A. Manitoba forfeited two wins for using an ineligible player. Simon Fraser also used an ineligible player in a Manitoba loss, so the game was declared "no contest".

== National postseason results ==

Vanier Cup Era (1965-current)
| Year | Game | Opponent | Result |
|---|---|---|---|
| 1968 | Churchill Bowl | Queen's | L 6-29 |
| 1969 | Churchill Bowl Vanier Cup | Windsor McGill | W 41-7 W 24-15 |
| 1970 | Churchill Bowl Vanier Cup | Queen's Ottawa | W 24-20 W 38-11 |
| 1973 | Churchill Bowl | McGill | L 0-16 |
| 2001 | Churchill Bowl Vanier Cup | McMaster Saint Mary's | W 27-6 L 16-42 |
| 2007 | Mitchell Bowl Vanier Cup | Western Saint Mary's | W 52-20 W 28-14 |
| 2014 | Uteck Bowl | Montreal | L 26-29 |

Manitoba is 4-3 in national semi-final games and 3-1 in the Vanier Cup.

==Head coaches==

| Name | Years | Notes |
|---|---|---|
| Paul Bennett | 1919–1920 |  |
| Fred Ritter | 1921–1922 |  |
| Hunt | 1923 |  |
| Hal Moulden | 1924 |  |
| Fred Ritter | 1925–1928 |  |
| Bob Priestley | 1929 |  |
| Jack Little | 1930 |  |
| Karl Wintemute | 1931 |  |
| No team | 1932 |  |
| Gordon Bowes | 1933 |  |
| Walter Hass | 1934 |  |
| No team | 1935–1940 |  |
| Bill Boivin | 1941 |  |
| Art Stevenson | 1942 |  |
| No team | 1939–1945 |  |
| Pat Twomey | 1946–1947 |  |
| Acey Olson | 1948–1950 |  |
| No team | 1951–1961 |  |
| George Depres | 1962–1966 |  |
| Henry Janzen | 1967–1971 |  |
| Gary Naylor | 1972–1978 |  |
| Dennis Hrycaiko | 1979–1989 |  |
| Scott Spurgeon | 1990–1992 |  |
| Ron Lancaster Jr. | 1993–1995 |  |
| Brian Dobie | 1996–2024 |  |
| Stan Pierre | 2025–present |  |

==National award winners==
- J. P. Metras Trophy: Bart Evans (1974), Jason Rauhaus (1991), Israel Idonije (2002), David Onyemata (2015), Giordano Vaccaro (2024)
- Presidents' Trophy: Joey Mikawoz (2000), D. J. Lalama (2016)
- Peter Gorman Trophy: Domenic Zagari (1991)
- Russ Jackson Award: Thomas Hall (2009, 2010), Cameron Teschuk (2016), Mark Rauhaus (2023)
- Frank Tindall Trophy: Henry Janzen (1969), Brian Dobie (2001)
- Gino Fracas Award: Richard Urbanovich (2005), Vaughan Mitchell (2023)
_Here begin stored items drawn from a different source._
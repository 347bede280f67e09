//! `grindlog` command-line entry point.
//!
//! # Responsibility
//! - Wire the SQLite repositories, system clock and core services together.
//! - Parse dates and ids at the boundary; core APIs only see typed values.

mod output;

use anyhow::{bail, Context, Result};
use chrono::{NaiveDate, NaiveDateTime};
use clap::{Args, Parser, Subcommand, ValueEnum};
use grindlog_core::clock::local_naive_to_ms;
use grindlog_core::db::open_db;
use grindlog_core::{
    default_log_level, init_logging, recent_window, Clock, CompletionSeriesAggregator,
    Difficulty, HistoryReconstructor, Item, ItemService, ItemStatus, ProgressAggregator,
    RepoError, SqliteItemRepository, SqliteProgressRepository, SqliteTopicRepository,
    SystemClock, TopicService, DEFAULT_RECENT_DAYS,
};
use log::info;
use output::Output;
use std::path::PathBuf;
use uuid::Uuid;

#[derive(Parser, Debug)]
#[command(author, version, about = "grindlog: practice progress tracker", long_about = None)]
struct Cli {
    /// SQLite database file.
    #[arg(long, env = "GRINDLOG_DB", default_value = "grindlog.sqlite3", global = true)]
    db: PathBuf,

    /// Absolute directory for rolling log files. Logging is off when unset.
    #[arg(long, env = "GRINDLOG_LOG_DIR", global = true)]
    log_dir: Option<PathBuf>,

    /// Log level (trace|debug|info|warn|error). Defaults by build mode.
    #[arg(long, env = "GRINDLOG_LOG_LEVEL", global = true)]
    log_level: Option<String>,

    /// Emit JSON instead of human-readable lines.
    #[arg(long, global = true)]
    json: bool,

    #[command(subcommand)]
    command: Commands,
}

#[derive(Subcommand, Debug)]
enum Commands {
    /// Manage topics.
    #[command(subcommand)]
    Topic(TopicCommand),
    /// Manage practice items.
    #[command(subcommand)]
    Item(ItemCommand),
    /// Show the stored aggregate (created on first use).
    Stats,
    /// Rescan all items and persist the aggregate and today's snapshot.
    Recompute,
    /// Show today's snapshot, computing it if none exists yet.
    Today,
    /// Daily snapshot history over a date range.
    History(RangeArgs),
    /// Items completed per day over a date range.
    Completions(RangeArgs),
    /// Most recently completed items.
    RecentCompleted {
        #[arg(long)]
        limit: Option<u32>,
    },
    /// Items with reminders.
    Reminders {
        /// Only reminders still in the future.
        #[arg(long)]
        upcoming: bool,
    },
}

#[derive(Subcommand, Debug)]
enum TopicCommand {
    Add {
        name: String,
        #[arg(long)]
        description: Option<String>,
    },
    List,
    /// Rename a topic or change its description.
    Update {
        id: Uuid,
        #[arg(long)]
        name: Option<String>,
        #[arg(long, conflicts_with = "clear_description")]
        description: Option<String>,
        #[arg(long)]
        clear_description: bool,
    },
    Notes {
        id: Uuid,
        /// New notes; omit to clear.
        notes: Option<String>,
    },
    Delete {
        id: Uuid,
    },
}

#[derive(Subcommand, Debug)]
enum ItemCommand {
    Add {
        #[arg(long)]
        topic: Uuid,
        #[arg(long)]
        number: i64,
        #[arg(long)]
        title: String,
        #[arg(long, value_enum, default_value_t = DifficultyArg::Medium)]
        difficulty: DifficultyArg,
        #[arg(long)]
        link: Option<String>,
        #[arg(long)]
        important: bool,
        /// Local reminder time (YYYY-MM-DDTHH:MM).
        #[arg(long, value_parser = parse_reminder)]
        reminder: Option<NaiveDateTime>,
    },
    /// Change editable fields of an existing item.
    Update {
        id: Uuid,
        #[arg(long)]
        topic: Option<Uuid>,
        #[arg(long)]
        number: Option<i64>,
        #[arg(long)]
        title: Option<String>,
        #[arg(long, value_enum)]
        difficulty: Option<DifficultyArg>,
        #[arg(long, conflicts_with = "clear_link")]
        link: Option<String>,
        #[arg(long)]
        clear_link: bool,
        /// Local reminder time (YYYY-MM-DDTHH:MM).
        #[arg(long, value_parser = parse_reminder, conflicts_with = "clear_reminder")]
        reminder: Option<NaiveDateTime>,
        #[arg(long)]
        clear_reminder: bool,
    },
    List {
        #[arg(long)]
        topic: Option<Uuid>,
    },
    Status {
        id: Uuid,
        #[arg(value_enum)]
        status: StatusArg,
    },
    Important {
        id: Uuid,
    },
    Delete {
        id: Uuid,
    },
}

#[derive(Args, Debug)]
struct RangeArgs {
    /// First date (YYYY-MM-DD).
    #[arg(long, value_parser = parse_date, requires = "end")]
    start: Option<NaiveDate>,
    /// Last date, inclusive (YYYY-MM-DD).
    #[arg(long, value_parser = parse_date, requires = "start")]
    end: Option<NaiveDate>,
    /// Window ending today, used when no explicit range is given.
    #[arg(long, default_value_t = DEFAULT_RECENT_DAYS, conflicts_with_all = ["start", "end"])]
    days: u32,
}

#[derive(ValueEnum, Clone, Copy, Debug)]
enum DifficultyArg {
    Easy,
    Medium,
    Hard,
}

impl From<DifficultyArg> for Difficulty {
    fn from(value: DifficultyArg) -> Self {
        match value {
            DifficultyArg::Easy => Difficulty::Easy,
            DifficultyArg::Medium => Difficulty::Medium,
            DifficultyArg::Hard => Difficulty::Hard,
        }
    }
}

#[derive(ValueEnum, Clone, Copy, Debug)]
enum StatusArg {
    Todo,
    InProgress,
    Done,
}

impl From<StatusArg> for ItemStatus {
    fn from(value: StatusArg) -> Self {
        match value {
            StatusArg::Todo => ItemStatus::Todo,
            StatusArg::InProgress => ItemStatus::InProgress,
            StatusArg::Done => ItemStatus::Done,
        }
    }
}

fn parse_date(value: &str) -> Result<NaiveDate, String> {
    NaiveDate::parse_from_str(value, "%Y-%m-%d")
        .map_err(|err| format!("expected YYYY-MM-DD, got `{value}`: {err}"))
}

fn parse_reminder(value: &str) -> Result<NaiveDateTime, String> {
    NaiveDateTime::parse_from_str(value, "%Y-%m-%dT%H:%M")
        .map_err(|err| format!("expected YYYY-MM-DDTHH:MM, got `{value}`: {err}"))
}

fn main() -> Result<()> {
    let cli = Cli::parse();

    if let Some(log_dir) = cli.log_dir.as_ref() {
        let level = cli.log_level.as_deref().unwrap_or(default_log_level());
        let log_dir = log_dir
            .to_str()
            .context("log directory must be valid UTF-8")?;
        if let Err(err) = init_logging(level, log_dir) {
            bail!("failed to initialize logging: {err}");
        }
    }

    let conn = open_db(&cli.db)
        .with_context(|| format!("failed to open database `{}`", cli.db.display()))?;
    let out = Output::new(cli.json);

    let aggregator = ProgressAggregator::new(
        SqliteItemRepository::new(&conn),
        SqliteProgressRepository::new(&conn),
        SystemClock,
    );

    info!("event=cli_command module=cli status=start command={:?}", cli.command);

    match cli.command {
        Commands::Topic(command) => {
            let topics = TopicService::new(SqliteTopicRepository::new(&conn), aggregator);
            run_topic(&topics, command, &out)?;
        }
        Commands::Item(command) => run_item(&ItemService::new(aggregator), command, &out)?,
        Commands::Stats => out.aggregate(&aggregator.get_current()?)?,
        Commands::Recompute => out.aggregate(&aggregator.recompute()?)?,
        Commands::Today => {
            let snapshot = HistoryReconstructor::new(aggregator).get_today()?;
            out.snapshots(&[snapshot])?;
        }
        Commands::History(range) => {
            let history = HistoryReconstructor::new(aggregator);
            let series = match (range.start, range.end) {
                (Some(start), Some(end)) => history.get_range(start, end)?,
                _ => history.get_recent(range.days)?,
            };
            out.snapshots(&series)?;
        }
        Commands::Completions(range) => {
            let (start, end) = match (range.start, range.end) {
                (Some(start), Some(end)) => (start, end),
                _ => days_window(range.days)?,
            };
            let series = CompletionSeriesAggregator::new(SqliteItemRepository::new(&conn))
                .get_daily_completions(start, end)?;
            out.completions(&series)?;
        }
        Commands::RecentCompleted { limit } => {
            out.items(&ItemService::new(aggregator).recent_completed(limit)?)?;
        }
        Commands::Reminders { upcoming } => {
            let items = ItemService::new(aggregator);
            let reminders = if upcoming {
                items.upcoming_reminders()?
            } else {
                items.reminders()?
            };
            out.items(&reminders)?;
        }
    }

    Ok(())
}

type SqliteTopics<'c> = TopicService<
    SqliteTopicRepository<'c>,
    SqliteItemRepository<'c>,
    SqliteProgressRepository<'c>,
    SystemClock,
>;

type SqliteItems<'c> =
    ItemService<SqliteItemRepository<'c>, SqliteProgressRepository<'c>, SystemClock>;

fn run_topic(topics: &SqliteTopics<'_>, command: TopicCommand, out: &Output) -> Result<()> {
    match command {
        TopicCommand::Add { name, description } => {
            let topic = topics.create_topic(name, description)?;
            out.message(&format!("created topic {}", topic.id))
        }
        TopicCommand::List => out.topics(&topics.list_topic_summaries()?),
        TopicCommand::Update {
            id,
            name,
            description,
            clear_description,
        } => {
            let mut topic = topics.get_topic(id)?.ok_or(RepoError::TopicNotFound(id))?;
            if let Some(name) = name {
                topic.name = name;
            }
            if description.is_some() || clear_description {
                topic.description = description;
            }
            let updated = topics.update_topic(&topic)?;
            out.message(&format!("updated topic {}", updated.id))
        }
        TopicCommand::Notes { id, notes } => {
            topics.update_notes(id, notes.as_deref())?;
            out.message(&format!("updated notes for topic {id}"))
        }
        TopicCommand::Delete { id } => {
            topics.delete_topic(id)?;
            out.message(&format!("deleted topic {id}"))
        }
    }
}

fn run_item(items: &SqliteItems<'_>, command: ItemCommand, out: &Output) -> Result<()> {
    match command {
        ItemCommand::Add {
            topic,
            number,
            title,
            difficulty,
            link,
            important,
            reminder,
        } => {
            let mut item = Item::new(topic, number, title, difficulty.into());
            item.link = link;
            item.is_important = important;
            item.reminder_at = reminder.map(local_naive_to_ms);
            let created = items.create_item(item)?;
            out.message(&format!("created item {}", created.id))
        }
        ItemCommand::Update {
            id,
            topic,
            number,
            title,
            difficulty,
            link,
            clear_link,
            reminder,
            clear_reminder,
        } => {
            let mut item = items.get_item(id)?.ok_or(RepoError::ItemNotFound(id))?;
            if let Some(topic_id) = topic {
                item.topic_id = topic_id;
            }
            if let Some(number) = number {
                item.external_number = number;
            }
            if let Some(title) = title {
                item.title = title;
            }
            if let Some(difficulty) = difficulty {
                item.difficulty = difficulty.into();
            }
            if link.is_some() || clear_link {
                item.link = link;
            }
            if reminder.is_some() || clear_reminder {
                item.reminder_at = reminder.map(local_naive_to_ms);
            }
            let updated = items.update_item(&item)?;
            out.items(&[updated])
        }
        ItemCommand::List { topic } => {
            let listed = match topic {
                Some(topic_id) => items.list_by_topic(topic_id)?,
                None => items.list_items()?,
            };
            out.items(&listed)
        }
        ItemCommand::Status { id, status } => {
            let updated = items.set_status(id, status.into())?;
            out.items(&[updated])
        }
        ItemCommand::Important { id } => {
            let updated = items.toggle_important(id)?;
            out.items(&[updated])
        }
        ItemCommand::Delete { id } => {
            items.delete_item(id)?;
            out.message(&format!("deleted item {id}"))
        }
    }
}

fn days_window(days: u32) -> Result<(NaiveDate, NaiveDate)> {
    match recent_window(SystemClock.today(), days)? {
        Some(window) => Ok(window),
        None => bail!("--days must be at least 1"),
    }
}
==Manitoba Bisons in professional football==

As of the start of the 2026 CFL season, six former Bisons players are on CFL teams' rosters:
- Gavin Cobb, Winnipeg Blue Bombers
- Nic Demski, Winnipeg Blue Bombers
- Collin Kornelson, Winnipeg Blue Bombers
- Jake Nitychoruk, Hamilton Tiger-Cats
- Matthew Stokman, Calgary Stampeders
- Zack Williams, Calgary Stampeders

In the 2016 NFL draft, David Onyemata became the first Bison to be drafted into the National Football League, being selected in the 4th round, 120th overall by the New Orleans Saints. As of the start of the 2025 NFL season, he is on the active roster of the Atlanta Falcons.